This year we took our spring holiday in north Norfolk, being that part of the coast stretching from King’s Lynn in the west to Cromer in the north east. It forms the southern edge of the wide expanse of North Sea sand banks called the Wash, which has the Lincolnshire town of Skegness on its northern-most shore line.
We stayed in a cottage between the villages of Dersingham and Snettisham owned by the family from the medieval Hall at Ingoldisthorpe. Pronounced locally as Inglesthorpe it is a few miles from the Queen’s favourite home Sandringham House. We had not been to the area before and the first impression was of a landscape where each village had a flashing traffic sign notifying drivers of their speed, and of the countless posters announcing the immediate availability of locally sourced Crab and Lobster.
As those two crustaceans are my favourite sea food; needless to say I ate nothing else all week. Along with various salads, olives, mushrooms, herbs and new potatoes, fresh lobster or crab takes some beating. I say ate nothing else, but that is not quite correct because one evening we ate at the fish and chip shop in Wells next the Sea where we sat at a wooden table covered with a red and white chequered oil cloth and shook vinegar and salt onto our meals. We ate in the company of locals who proclaimed this as, “the best chippie for miles around.” Mind you, fish-n-chips is not what it was! In my childhood, both were deep-fried in beef-dripping which gave them a wonderful flavour and texture and my grandfather’s home, which was also a chip shop, was a much visited establishment during the war years.
But back to Norfolk; We spent the entire week in a leisurely meander through picturesque towns and villages stopping frequently to visit a church or historical site and to soak up the atmosphere of Britain’ s two thousand years of recorded history.
We visited the village of Walsingham which has a Shrine much loved by Catholics around the world. On the way, we had lunch in Burnham Market and also viewed a hat shop which claims to stock more than 4000 creations for both men and women. The range for women was vast, but I was tempted to buy myself one of those Panama hats that can be folded up in a pocket and which instantly spring back into shape. However, the young shop assistant was not confident that it would withstand being trampled underfoot by a flock of sheep or of being run over by a tractor with topper attached.
The sea-side town of Cromer was a disappointment although, to be fair, it has really set itself up to be an attractive location for families with young children. However it would be difficult to be disappointed with the dozens of small towns and landscapes which were a delight. The farmed land was mainly arable with thousands of acres of horticultural products. Not much livestock was around but we did see some very large outdoor pig units.
When not sightseeing we read books and did the Telegraph crossword. I say did a crossword when I really mean to say that we tried to do it! As we eat out for lunch most days we have to choose restaurants with sufficient table space for the crossword on which we scribble in a joint attempt to defeat the compilers.
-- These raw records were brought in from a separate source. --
//! Codec del payload de entrada.
//!
//! Cada mensaje trae exactamente `frames_per_packet` frames; cada frame son
//! 5 sensores x 6 floats IEEE-754 en orden de red (big-endian):
//! `ax, ay, az, gx, gy, gz`. Con 4 frames el payload mide 480 bytes.

use crate::error::{PipelineError, Result};
use crate::types::{Frame, SensorReading, AXES_PER_SENSOR, NUM_SENSORS};

pub const DEFAULT_FRAMES_PER_PACKET: usize = 4;

const VALUE_BYTES: usize = 4;
const SENSOR_BYTES: usize = AXES_PER_SENSOR * VALUE_BYTES; // 24
const FRAME_BYTES: usize = NUM_SENSORS * SENSOR_BYTES; // 120

#[derive(Debug, Clone, Copy)]
pub struct PacketDecoder {
    frames_per_packet: usize,
}

impl PacketDecoder {
    pub fn new(frames_per_packet: usize) -> Self {
        Self { frames_per_packet }
    }

    pub fn frames_per_packet(&self) -> usize {
        self.frames_per_packet
    }

    pub fn expected_len(&self) -> usize {
        self.frames_per_packet * FRAME_BYTES
    }

    /// Decodifica un payload completo; cualquier otro tamaño se rechaza
    pub fn decode(&self, payload: &[u8]) -> Result<Vec<Frame>> {
        let expected = self.expected_len();
        if payload.len() != expected {
            return Err(PipelineError::InvalidInput(format!(
                "tamaño de paquete {}, esperado {}",
                payload.len(),
                expected
            )));
        }

        let frames = payload
            .chunks_exact(FRAME_BYTES)
            .map(|frame_bytes| {
                let mut frame: Frame = [None; NUM_SENSORS];
                for (slot, sensor_bytes) in frame.iter_mut().zip(frame_bytes.chunks_exact(SENSOR_BYTES)) {
                    let mut axes = [0.0f32; AXES_PER_SENSOR];
                    for (axis, bytes) in axes.iter_mut().zip(sensor_bytes.chunks_exact(VALUE_BYTES)) {
                        *axis = f32::from_be_bytes([bytes[0], bytes[1], bytes[2], bytes[3]]);
                    }
                    *slot = Some(SensorReading::from_axes(axes));
                }
                frame
            })
            .collect();

        Ok(frames)
    }
}

impl Default for PacketDecoder {
    fn default() -> Self {
        Self::new(DEFAULT_FRAMES_PER_PACKET)
    }
}

/// Codifica frames al formato de red. Los sensores ausentes viajan como ceros.
pub fn encode_frames(frames: &[Frame]) -> Vec<u8> {
    let mut out = Vec::with_capacity(frames.len() * FRAME_BYTES);
    for frame in frames {
        for reading in frame {
            let axes = reading.map(|r| r.axes()).unwrap_or_default();
            for value in axes {
                out.extend_from_slice(&value.to_be_bytes());
            }
        }
    }
    out
}

#[cfg(test)]
mod tests {
    use super::*;

    fn sample_frame(base: f32) -> Frame {
        std::array::from_fn(|s| {
            let offset = base + (s * AXES_PER_SENSOR) as f32;
            Some(SensorReading::from_axes(std::array::from_fn(|a| offset + a as f32)))
        })
    }

    #[test]
    fn test_default_packet_is_480_bytes() {
        assert_eq!(PacketDecoder::default().expected_len(), 480);
    }

    #[test]
    fn test_decode_big_endian_layout() {
        let frames: Vec<Frame> = (0..4).map(|i| sample_frame(i as f32 * 100.0)).collect();
        let payload = encode_frames(&frames);

        // primer valor del primer sensor: 0.0; segundo valor: 1.0 en big-endian
        assert_eq!(&payload[4..8], &1.0f32.to_be_bytes());

        let decoded = PacketDecoder::default().decode(&payload).unwrap();
        assert_eq!(decoded.len(), 4);
        assert_eq!(decoded[3][4].unwrap().angular_rate, [327.0, 328.0, 329.0]);
        assert_eq!(decoded, frames);
    }

    #[test]
    fn test_wrong_size_is_invalid_input() {
        let decoder = PacketDecoder::default();
        for len in [0usize, 479, 481, 960] {
            let err = decoder.decode(&vec![0u8; len]).unwrap_err();
            assert!(matches!(err, PipelineError::InvalidInput(_)), "len {}", len);
        }
    }

    #[test]
    fn test_custom_frame_count() {
        let decoder = PacketDecoder::new(1);
        let payload = encode_frames(&[sample_frame(0.0)]);
        assert_eq!(payload.len(), decoder.expected_len());
        assert_eq!(decoder.decode(&payload).unwrap().len(), 1);
    }
}
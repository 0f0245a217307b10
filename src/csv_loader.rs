use std::path::Path;

use anyhow::{bail, Context, Result};
use csv::ReaderBuilder;

use crate::types::{Frame, SensorReading, AXES_PER_SENSOR, NUM_SENSORS, ROW_WIDTH};

/// Carga frames desde un CSV de captura con cabecera
/// `t,IMU0_ax,IMU0_ay,IMU0_az,IMU0_gx,IMU0_gy,IMU0_gz,...,IMU4_gz`.
/// La columna `t` es opcional. Si las 6 celdas de un sensor están vacías,
/// el sensor se considera ausente en ese frame.
pub fn load_frames_from_csv(path: impl AsRef<Path>) -> Result<Vec<Frame>> {
    let path = path.as_ref();
    let mut reader = ReaderBuilder::new()
        .has_headers(true)
        .from_path(path)
        .with_context(|| format!("No se pudo abrir el CSV {:?}", path))?;

    let mut frames = Vec::new();

    for (row_idx, result) in reader.records().enumerate() {
        let record = result.with_context(|| format!("Fila {} inválida en {:?}", row_idx + 1, path))?;

        let skip = match record.len() {
            n if n == ROW_WIDTH => 0,
            n if n == ROW_WIDTH + 1 => 1,
            n => bail!(
                "La fila {} tiene {} columnas (se esperan {} o {})",
                row_idx + 1,
                n,
                ROW_WIDTH,
                ROW_WIDTH + 1
            ),
        };

        let cells: Vec<&str> = record.iter().skip(skip).map(str::trim).collect();
        let mut frame: Frame = [None; NUM_SENSORS];

        for (sensor, chunk) in cells.chunks_exact(AXES_PER_SENSOR).enumerate() {
            if chunk.iter().all(|cell| cell.is_empty()) {
                continue;
            }

            let mut axes = [0.0f32; AXES_PER_SENSOR];
            for (axis, cell) in axes.iter_mut().zip(chunk) {
                *axis = cell.parse().with_context(|| {
                    format!("Valor {:?} inválido (fila {}, sensor {})", cell, row_idx + 1, sensor)
                })?;
            }
            frame[sensor] = Some(SensorReading::from_axes(axes));
        }

        frames.push(frame);
    }

    if frames.is_empty() {
        bail!("El CSV {:?} no contiene datos", path);
    }

    Ok(frames)
}
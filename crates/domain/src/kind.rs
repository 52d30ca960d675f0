//! The closed discriminant classifying every entity record.

use std::fmt;

use serde::{Deserialize, Serialize};

/// Entity kind. Closed set: per-kind behavior elsewhere in the workspace is
/// driven by data tables keyed on this enum, so a new kind is a table change,
/// not a new conditional branch.
#[derive(Debug, Clone, Copy, PartialEq, Eq, Hash, PartialOrd, Ord, Serialize, Deserialize)]
#[serde(rename_all = "snake_case")]
pub enum EntityKind {
    Character,
    Location,
    Creature,
    Item,
    Quest,
    Faction,
    Event,
    JournalEntry,
}

impl EntityKind {
    /// Every kind, in a stable order.
    pub const ALL: [EntityKind; 8] = [
        EntityKind::Character,
        EntityKind::Location,
        EntityKind::Creature,
        EntityKind::Item,
        EntityKind::Quest,
        EntityKind::Faction,
        EntityKind::Event,
        EntityKind::JournalEntry,
    ];

    /// The four kinds the pipeline recognizes directly in narrative prose.
    pub const NARRATIVE: [EntityKind; 4] = [
        EntityKind::Character,
        EntityKind::Location,
        EntityKind::Creature,
        EntityKind::Item,
    ];

    pub fn label(&self) -> &'static str {
        match self {
            EntityKind::Character => "character",
            EntityKind::Location => "location",
            EntityKind::Creature => "creature",
            EntityKind::Item => "item",
            EntityKind::Quest => "quest",
            EntityKind::Faction => "faction",
            EntityKind::Event => "event",
            EntityKind::JournalEntry => "journal_entry",
        }
    }
}

impl fmt::Display for EntityKind {
    fn fmt(&self, f: &mut fmt::Formatter<'_>) -> fmt::Result {
        f.write_str(self.label())
    }
}

#[cfg(test)]
mod tests {
    use super::*;

    #[test]
    fn all_lists_every_kind_once() {
        let mut seen = std::collections::BTreeSet::new();
        for kind in EntityKind::ALL {
            assert!(seen.insert(kind), "{kind} listed twice");
        }
        assert_eq!(seen.len(), 8);
    }

    #[test]
    fn narrative_kinds_are_a_subset_of_all() {
        for kind in EntityKind::NARRATIVE {
            assert!(EntityKind::ALL.contains(&kind));
        }
    }

    #[test]
    fn kind_serializes_snake_case() {
        let json = serde_json::to_string(&EntityKind::JournalEntry).expect("serialize");
        assert_eq!(json, "\"journal_entry\"");
    }
}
We attended Sunday morning service at Snettisham and was interested to note that the church had two flying buttresses set inside the two side aisles and which prop up the central tower. As I sat listening to the sermon, the thought crossed my mind that these buttresses must have good foundations and be very strong to hold up the tower and stop it tilting and falling down. But then another thought came in which I imagined that the weight in the tower was like a moving stream of energy running down to the ground. Immediately it was clear that in that scenario the buttresses not strong in their own right but only because the energy stored in the tower flows through them down into the ground.
How like us humans I thought! Some believe it is their strength which holds up great things, but others believe that they are strong because power and energy flows down.
Seeing things from a different perspective reminds me of a current art exhibition in London over which critics have waxed lyrical.
It contains a blank piece of paper which an artist has stared at for 1,000 hours and a movie that was shot without film in the camera. Gallery director Ralph Rugoff said, “Works of fifty artists exploring invisibility and emptiness will be on show making it the best exhibition you’ll never see.
Interested readers will not be able to see what they would be missing, if they go to the Hayward Gallery at the Royal Festival Hall London until August the 5th. Visitors will not however be able to pay with invisible money as entrance costs £8.
They don’t say if the Emperor’s clothes will be on display but as an old friend used to say. “Nothing surprises me these days.”